_AIM OF THE EXERCISE_. Take from the material every line that contains the word "Display".
*** Begin section ***
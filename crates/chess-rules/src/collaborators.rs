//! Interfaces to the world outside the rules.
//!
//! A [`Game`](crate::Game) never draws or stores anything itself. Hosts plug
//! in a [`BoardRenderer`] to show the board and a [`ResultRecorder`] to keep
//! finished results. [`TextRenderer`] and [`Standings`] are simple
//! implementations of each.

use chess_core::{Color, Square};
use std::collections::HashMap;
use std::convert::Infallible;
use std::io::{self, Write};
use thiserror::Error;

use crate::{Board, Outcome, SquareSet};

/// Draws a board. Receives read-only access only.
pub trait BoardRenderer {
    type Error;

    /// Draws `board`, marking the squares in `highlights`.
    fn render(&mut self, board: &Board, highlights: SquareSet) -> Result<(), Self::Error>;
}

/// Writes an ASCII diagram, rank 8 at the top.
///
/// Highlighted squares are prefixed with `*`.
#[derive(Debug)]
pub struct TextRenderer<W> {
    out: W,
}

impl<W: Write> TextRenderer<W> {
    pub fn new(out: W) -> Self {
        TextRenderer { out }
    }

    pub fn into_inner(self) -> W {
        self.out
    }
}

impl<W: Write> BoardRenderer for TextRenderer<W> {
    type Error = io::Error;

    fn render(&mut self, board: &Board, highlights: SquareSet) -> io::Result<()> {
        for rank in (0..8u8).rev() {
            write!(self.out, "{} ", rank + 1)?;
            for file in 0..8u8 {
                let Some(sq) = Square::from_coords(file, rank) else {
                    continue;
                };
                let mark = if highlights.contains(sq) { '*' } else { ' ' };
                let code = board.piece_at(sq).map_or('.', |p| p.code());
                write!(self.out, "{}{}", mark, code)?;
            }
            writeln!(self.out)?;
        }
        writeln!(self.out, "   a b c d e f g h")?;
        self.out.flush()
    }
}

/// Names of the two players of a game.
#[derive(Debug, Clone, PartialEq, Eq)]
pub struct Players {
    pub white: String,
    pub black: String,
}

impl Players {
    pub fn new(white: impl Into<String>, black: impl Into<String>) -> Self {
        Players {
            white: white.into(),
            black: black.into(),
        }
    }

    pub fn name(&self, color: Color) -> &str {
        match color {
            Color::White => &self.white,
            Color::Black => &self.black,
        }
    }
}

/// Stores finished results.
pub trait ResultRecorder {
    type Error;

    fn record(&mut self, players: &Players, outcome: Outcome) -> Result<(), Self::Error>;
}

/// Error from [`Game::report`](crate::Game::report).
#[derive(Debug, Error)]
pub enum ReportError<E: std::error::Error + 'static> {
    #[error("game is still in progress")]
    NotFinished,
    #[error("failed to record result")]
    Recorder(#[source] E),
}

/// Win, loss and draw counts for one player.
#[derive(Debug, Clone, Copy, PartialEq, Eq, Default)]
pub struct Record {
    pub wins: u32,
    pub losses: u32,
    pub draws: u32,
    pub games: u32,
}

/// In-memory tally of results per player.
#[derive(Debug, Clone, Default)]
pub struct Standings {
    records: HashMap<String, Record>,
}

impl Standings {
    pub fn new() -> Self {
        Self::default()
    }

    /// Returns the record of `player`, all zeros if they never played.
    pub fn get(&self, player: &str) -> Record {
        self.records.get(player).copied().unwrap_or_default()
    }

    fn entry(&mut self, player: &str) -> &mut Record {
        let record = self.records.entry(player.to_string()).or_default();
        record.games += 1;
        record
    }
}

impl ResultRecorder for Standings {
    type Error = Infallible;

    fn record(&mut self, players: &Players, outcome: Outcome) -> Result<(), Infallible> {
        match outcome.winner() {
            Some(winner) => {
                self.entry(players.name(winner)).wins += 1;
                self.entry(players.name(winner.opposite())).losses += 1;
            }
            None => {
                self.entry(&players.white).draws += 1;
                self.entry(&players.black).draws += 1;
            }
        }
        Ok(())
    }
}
*** End section ***
*** Begin section ***
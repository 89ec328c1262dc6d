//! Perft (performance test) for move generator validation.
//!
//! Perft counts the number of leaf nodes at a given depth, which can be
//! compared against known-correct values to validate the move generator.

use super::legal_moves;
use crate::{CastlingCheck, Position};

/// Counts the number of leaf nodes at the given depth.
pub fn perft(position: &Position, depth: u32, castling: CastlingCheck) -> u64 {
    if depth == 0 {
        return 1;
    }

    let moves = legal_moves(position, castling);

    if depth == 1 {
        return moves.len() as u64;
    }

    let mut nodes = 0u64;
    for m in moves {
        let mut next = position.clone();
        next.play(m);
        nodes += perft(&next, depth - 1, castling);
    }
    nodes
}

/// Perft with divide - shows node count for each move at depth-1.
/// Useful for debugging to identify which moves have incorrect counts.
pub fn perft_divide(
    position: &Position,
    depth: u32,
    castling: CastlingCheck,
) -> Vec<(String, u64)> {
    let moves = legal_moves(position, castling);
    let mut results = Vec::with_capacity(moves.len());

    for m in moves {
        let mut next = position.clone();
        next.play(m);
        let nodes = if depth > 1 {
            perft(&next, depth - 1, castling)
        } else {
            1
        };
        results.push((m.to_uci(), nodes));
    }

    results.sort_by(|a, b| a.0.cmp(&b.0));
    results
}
*** End section ***
*** Begin section ***
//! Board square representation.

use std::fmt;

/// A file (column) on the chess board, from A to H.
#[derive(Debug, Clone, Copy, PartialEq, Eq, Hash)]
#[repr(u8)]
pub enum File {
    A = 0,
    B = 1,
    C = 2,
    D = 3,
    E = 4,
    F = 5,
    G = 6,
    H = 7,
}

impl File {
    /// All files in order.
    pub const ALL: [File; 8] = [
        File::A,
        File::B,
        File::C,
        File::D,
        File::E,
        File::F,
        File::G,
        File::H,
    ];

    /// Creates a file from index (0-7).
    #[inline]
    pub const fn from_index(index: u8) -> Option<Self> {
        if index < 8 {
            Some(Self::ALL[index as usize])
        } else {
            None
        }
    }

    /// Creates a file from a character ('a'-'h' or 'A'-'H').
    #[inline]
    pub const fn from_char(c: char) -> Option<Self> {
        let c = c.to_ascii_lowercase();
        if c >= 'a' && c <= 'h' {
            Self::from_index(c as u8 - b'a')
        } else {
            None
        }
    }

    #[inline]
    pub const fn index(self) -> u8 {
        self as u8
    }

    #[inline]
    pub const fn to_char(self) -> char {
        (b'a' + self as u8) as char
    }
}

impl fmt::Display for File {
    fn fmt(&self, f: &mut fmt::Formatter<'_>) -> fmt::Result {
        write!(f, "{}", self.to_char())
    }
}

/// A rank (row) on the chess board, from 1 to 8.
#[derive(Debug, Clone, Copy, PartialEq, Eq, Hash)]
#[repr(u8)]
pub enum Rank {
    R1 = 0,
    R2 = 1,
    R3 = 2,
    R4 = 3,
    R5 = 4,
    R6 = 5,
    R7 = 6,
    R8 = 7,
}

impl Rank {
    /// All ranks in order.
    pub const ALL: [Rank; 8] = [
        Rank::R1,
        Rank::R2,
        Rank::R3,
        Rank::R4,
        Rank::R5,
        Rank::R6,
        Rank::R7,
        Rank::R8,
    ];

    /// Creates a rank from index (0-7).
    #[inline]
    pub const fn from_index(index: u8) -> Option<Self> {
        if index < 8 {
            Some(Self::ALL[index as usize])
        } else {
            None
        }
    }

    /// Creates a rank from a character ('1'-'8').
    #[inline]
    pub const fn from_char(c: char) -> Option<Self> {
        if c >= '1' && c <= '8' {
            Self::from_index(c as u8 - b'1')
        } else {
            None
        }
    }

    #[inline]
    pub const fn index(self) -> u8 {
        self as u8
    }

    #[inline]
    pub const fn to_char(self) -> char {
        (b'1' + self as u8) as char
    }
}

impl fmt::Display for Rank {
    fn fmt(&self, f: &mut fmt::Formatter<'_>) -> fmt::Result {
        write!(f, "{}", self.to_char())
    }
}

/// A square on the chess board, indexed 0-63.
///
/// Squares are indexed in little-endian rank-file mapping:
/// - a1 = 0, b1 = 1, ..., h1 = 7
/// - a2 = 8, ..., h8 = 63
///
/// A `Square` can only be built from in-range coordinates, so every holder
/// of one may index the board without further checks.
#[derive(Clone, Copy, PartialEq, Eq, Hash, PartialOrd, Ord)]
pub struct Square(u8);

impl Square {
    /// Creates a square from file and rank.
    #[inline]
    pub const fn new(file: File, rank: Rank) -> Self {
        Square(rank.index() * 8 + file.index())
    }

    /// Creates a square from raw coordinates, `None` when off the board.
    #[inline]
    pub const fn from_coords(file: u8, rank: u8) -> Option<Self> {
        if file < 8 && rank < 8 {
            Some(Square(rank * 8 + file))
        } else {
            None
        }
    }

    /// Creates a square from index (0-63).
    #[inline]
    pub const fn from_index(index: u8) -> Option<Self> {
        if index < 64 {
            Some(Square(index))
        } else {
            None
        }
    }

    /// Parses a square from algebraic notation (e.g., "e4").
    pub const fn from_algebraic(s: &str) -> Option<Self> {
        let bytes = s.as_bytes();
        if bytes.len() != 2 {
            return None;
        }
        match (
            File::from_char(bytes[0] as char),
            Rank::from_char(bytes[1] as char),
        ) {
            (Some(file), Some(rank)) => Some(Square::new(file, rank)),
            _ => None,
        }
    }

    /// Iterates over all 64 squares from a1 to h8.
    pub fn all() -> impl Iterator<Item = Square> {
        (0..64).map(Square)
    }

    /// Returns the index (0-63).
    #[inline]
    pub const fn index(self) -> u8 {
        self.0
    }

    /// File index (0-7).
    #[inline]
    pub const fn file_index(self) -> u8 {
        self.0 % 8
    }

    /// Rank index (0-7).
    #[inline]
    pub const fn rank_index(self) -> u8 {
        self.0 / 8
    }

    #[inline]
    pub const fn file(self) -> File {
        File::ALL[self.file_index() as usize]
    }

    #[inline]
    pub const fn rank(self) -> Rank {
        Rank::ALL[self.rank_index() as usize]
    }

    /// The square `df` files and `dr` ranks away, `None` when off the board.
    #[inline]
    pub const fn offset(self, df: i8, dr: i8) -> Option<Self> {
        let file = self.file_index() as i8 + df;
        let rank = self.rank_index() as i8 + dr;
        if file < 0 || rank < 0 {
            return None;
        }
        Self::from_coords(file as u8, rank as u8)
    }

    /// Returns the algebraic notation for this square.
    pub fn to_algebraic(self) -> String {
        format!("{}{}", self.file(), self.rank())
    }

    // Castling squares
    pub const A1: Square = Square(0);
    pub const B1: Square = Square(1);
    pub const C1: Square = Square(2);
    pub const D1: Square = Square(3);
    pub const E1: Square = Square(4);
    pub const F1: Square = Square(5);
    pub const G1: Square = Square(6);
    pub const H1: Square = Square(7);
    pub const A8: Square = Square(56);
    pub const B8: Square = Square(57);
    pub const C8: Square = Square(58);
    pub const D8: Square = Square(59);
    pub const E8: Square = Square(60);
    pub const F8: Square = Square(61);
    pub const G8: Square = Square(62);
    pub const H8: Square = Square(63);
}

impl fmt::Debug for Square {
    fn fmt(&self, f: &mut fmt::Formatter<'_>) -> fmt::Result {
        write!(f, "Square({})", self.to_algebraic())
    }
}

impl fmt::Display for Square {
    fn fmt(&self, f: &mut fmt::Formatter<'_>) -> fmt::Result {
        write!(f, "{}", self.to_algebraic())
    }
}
*** End section ***
_SOLUTION FOR THIS PROBLEM_.
impl fmt::Display for File {
impl fmt::Display for Rank {
impl fmt::Display for Square {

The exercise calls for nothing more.